Cressida: They say all lovers swear more performance than they are able,
and yet reserve an ability that they never perform: vowing more
than the perfection of ten, and discharging less than the tenth
part of one.
-Troilus and Cressida
But to be frank and give it thee again;
And yet I wish but for the thing I have.
My bounty is as boundless as the sea,
My love as deep: The more I give to thee
The more I have, for both are infinite.
-Romeo and Juliet
So in considering what Shakespeare anticipated and achieved, the underrating is almost inevitable. But I also think it’s related to the perception that reading Shakespeare is the literary equivalent of forcing yourself to eat healthier, to drag yourself to the gym, to decline a night out in order to guarantee adequate sleep. It’s good for us, so let’s get on with it (or, more often, not). Likely this sense of unpleasant edification is instilled in grade school, at which time most of us are confronted with a confusing combination of experiences upon being assigned a Shakespeare play: that of hearing the Bard’s work extolled to impossible heights by our teacher, and the disappointment of the actual, difficult, strangely-worded reading experience.

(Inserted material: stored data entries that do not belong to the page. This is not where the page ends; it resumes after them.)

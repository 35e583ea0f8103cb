mod commands;
mod output;

use anyhow::Result;
use clap::{Parser, Subcommand};

use crate::output::OutputFormat;

#[derive(Parser)]
#[command(name = "votecrawler")]
#[command(about = "Fetch municipal election results and tabulate party tallies")]
struct Cli {
    /// Summary format: text or json
    #[arg(long, default_value = "text", global = true)]
    output: String,

    #[command(subcommand)]
    command: Commands,
}

#[derive(Subcommand)]
enum Commands {
    /// Fetch all result pages and write the results and broken-URL files
    Crawl(commands::crawl::CrawlArgs),
    /// Validate the URL list and party catalog without fetching
    Check(commands::check::CheckArgs),
}

#[tokio::main]
async fn main() -> Result<()> {
    dotenvy::dotenv().ok();

    tracing_subscriber::fmt()
        .with_env_filter(
            tracing_subscriber::EnvFilter::from_default_env()
                .add_directive("votecrawler=info".parse()?),
        )
        .with_target(false)
        .with_writer(std::io::stderr)
        .init();

    let cli = Cli::parse();

    let format = match cli.output.as_str() {
        "json" => OutputFormat::Json,
        _ => OutputFormat::Text,
    };

    match &cli.command {
        Commands::Crawl(args) => commands::crawl::run(args, &format).await?,
        Commands::Check(args) => commands::check::run(args, &format)?,
    }

    Ok(())
}
//! Library layer for the vote crawler: URL list parsing, party catalog,
//! tally extraction, concurrent batch fetching, and result aggregation.
//!
//! Page retrieval itself lives in the `votecrawler_http` crate.

pub mod aggregate;
pub mod batch;
pub mod catalog;
pub mod entry;
pub mod error;
pub mod extract;

pub use votecrawler_http;
pub use votecrawler_http::{Client, ClientConfig};

pub use aggregate::{aggregate, AggregateReport, BrokenReason, BrokenSummary, BrokenUrl, OutputRow};
pub use batch::{BatchCoordinator, PageError, PageOutcome};
pub use catalog::{CatalogError, Party, PartyCatalog};
pub use entry::{parse_url_list, EntryError, UrlEntry};
pub use error::VoteCrawlerError;
pub use extract::{ExtractError, MatchStage, PartyTallies, PartyTally, TableExtractor, TableSelector, NOT_FOUND};
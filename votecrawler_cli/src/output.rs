use std::fs::{self, File, OpenOptions};
use std::io::{BufWriter, Write};
use std::path::{Path, PathBuf};

use anyhow::{Context, Result};
use serde::Serialize;
use tabled::settings::Style;
use tabled::{Table, Tabled};
use votecrawler_lib::{OutputRow, Party, UrlEntry};

#[derive(Clone, Debug, PartialEq, Eq)]
pub enum OutputFormat {
    Text,
    Json,
}

#[derive(Tabled, Serialize)]
struct EntryRow {
    #[tabled(rename = "Gemeinde-Sprengel")]
    #[serde(rename = "Gemeinde-Sprengel")]
    key: String,
    #[tabled(rename = "URL")]
    #[serde(rename = "URL")]
    url: String,
}

#[derive(Tabled, Serialize)]
struct PartyRow {
    #[tabled(rename = "Party")]
    #[serde(rename = "Party")]
    id: String,
    #[tabled(rename = "Alternates")]
    #[serde(rename = "Alternates")]
    alternates: String,
}

// -- Row builders --

fn build_entry_rows(entries: &[UrlEntry]) -> Vec<EntryRow> {
    entries
        .iter()
        .map(|e| EntryRow {
            key: e.key(),
            url: e.url.clone(),
        })
        .collect()
}

fn build_party_rows(parties: &[Party]) -> Vec<PartyRow> {
    parties
        .iter()
        .map(|p| PartyRow {
            id: p.id.clone(),
            alternates: p.alternates.join(", "),
        })
        .collect()
}

// -- Table output --

pub fn print_entries_table(entries: &[UrlEntry]) {
    let mut table = Table::new(build_entry_rows(entries));
    table.with(Style::sharp());
    println!("{}", table);
}

pub fn print_parties_table(parties: &[Party]) {
    let mut table = Table::new(build_party_rows(parties));
    table.with(Style::sharp());
    println!("{}", table);
}

// -- CSV output --

/// Appends `.csv` unless the path already ends with it.
pub fn results_path(outfile: &str) -> PathBuf {
    if outfile.ends_with(".csv") {
        PathBuf::from(outfile)
    } else {
        PathBuf::from(format!("{}.csv", outfile))
    }
}

pub fn write_results<W: Write>(
    writer: W,
    header: &[String],
    rows: &[OutputRow],
    include_header: bool,
) -> Result<()> {
    let mut wtr = csv::WriterBuilder::new()
        .terminator(csv::Terminator::Any(b'\n'))
        .from_writer(writer);
    if include_header {
        wtr.write_record(header)?;
    }
    for row in rows {
        wtr.write_record(
            std::iter::once(row.key.as_str()).chain(row.values.iter().map(String::as_str)),
        )?;
    }
    wtr.flush()?;
    Ok(())
}

/// Writes the results table to `path`.
///
/// In append mode the header is only written when the file is new or empty.
pub fn write_results_file(
    path: &Path,
    header: &[String],
    rows: &[OutputRow],
    append: bool,
) -> Result<()> {
    let include_header = !append || fs::metadata(path).map(|m| m.len() == 0).unwrap_or(true);
    let file = OpenOptions::new()
        .create(true)
        .write(true)
        .append(append)
        .truncate(!append)
        .open(path)
        .with_context(|| format!("failed to open {}", path.display()))?;
    write_results(BufWriter::new(file), header, rows, include_header)
        .with_context(|| format!("failed to write {}", path.display()))
}

pub fn write_broken_urls<'a, W: Write>(
    mut writer: W,
    urls: impl IntoIterator<Item = &'a str>,
) -> Result<()> {
    for url in urls {
        writeln!(writer, "{}", url)?;
    }
    writer.flush()?;
    Ok(())
}

/// Overwrites `path` with one broken URL per line.
pub fn write_broken_file<'a>(path: &Path, urls: impl IntoIterator<Item = &'a str>) -> Result<()> {
    let file =
        File::create(path).with_context(|| format!("failed to create {}", path.display()))?;
    write_broken_urls(BufWriter::new(file), urls)
        .with_context(|| format!("failed to write {}", path.display()))
}

// -- JSON output --

pub fn print_json<T: serde::Serialize>(data: &T) {
    match serde_json::to_string_pretty(data) {
        Ok(json) => println!("{}", json),
        Err(e) => eprintln!("Failed to serialize to JSON: {}", e),
    }
}

#[cfg(test)]
#[path = "output_tests.rs"]
mod tests;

But are most of Shakespeare’s plays even edifying? And if so, edifying in what sense? Aesthetically, the answer is unequivocal, but as with the imbibing of Dostoevksy’s Underground Man, the absorption of many of these plays* with their nihilistic and misanthropic aspects can lead to feelings of deep disquiet and a heightened awareness that seems at once empowering and exquisitely desolate. For me, there’s something almost unhealthily addicting about Shakespeare; it’s as if he’s holding up a fun-house mirror in which I can see life as it almost is, or could be, or would be if it weren’t for certain social pressures or any number of complicating aspects that Shakespeare can and does control in his plotting. Or maybe it even shows life as it actually is, and me as I really am. And so I can’t turn away, seeking ever for a clearer, deeper, more complete vision of what I can’t help but feel is true and painful and intoxicating and sick and erotic and poignant and disappointing.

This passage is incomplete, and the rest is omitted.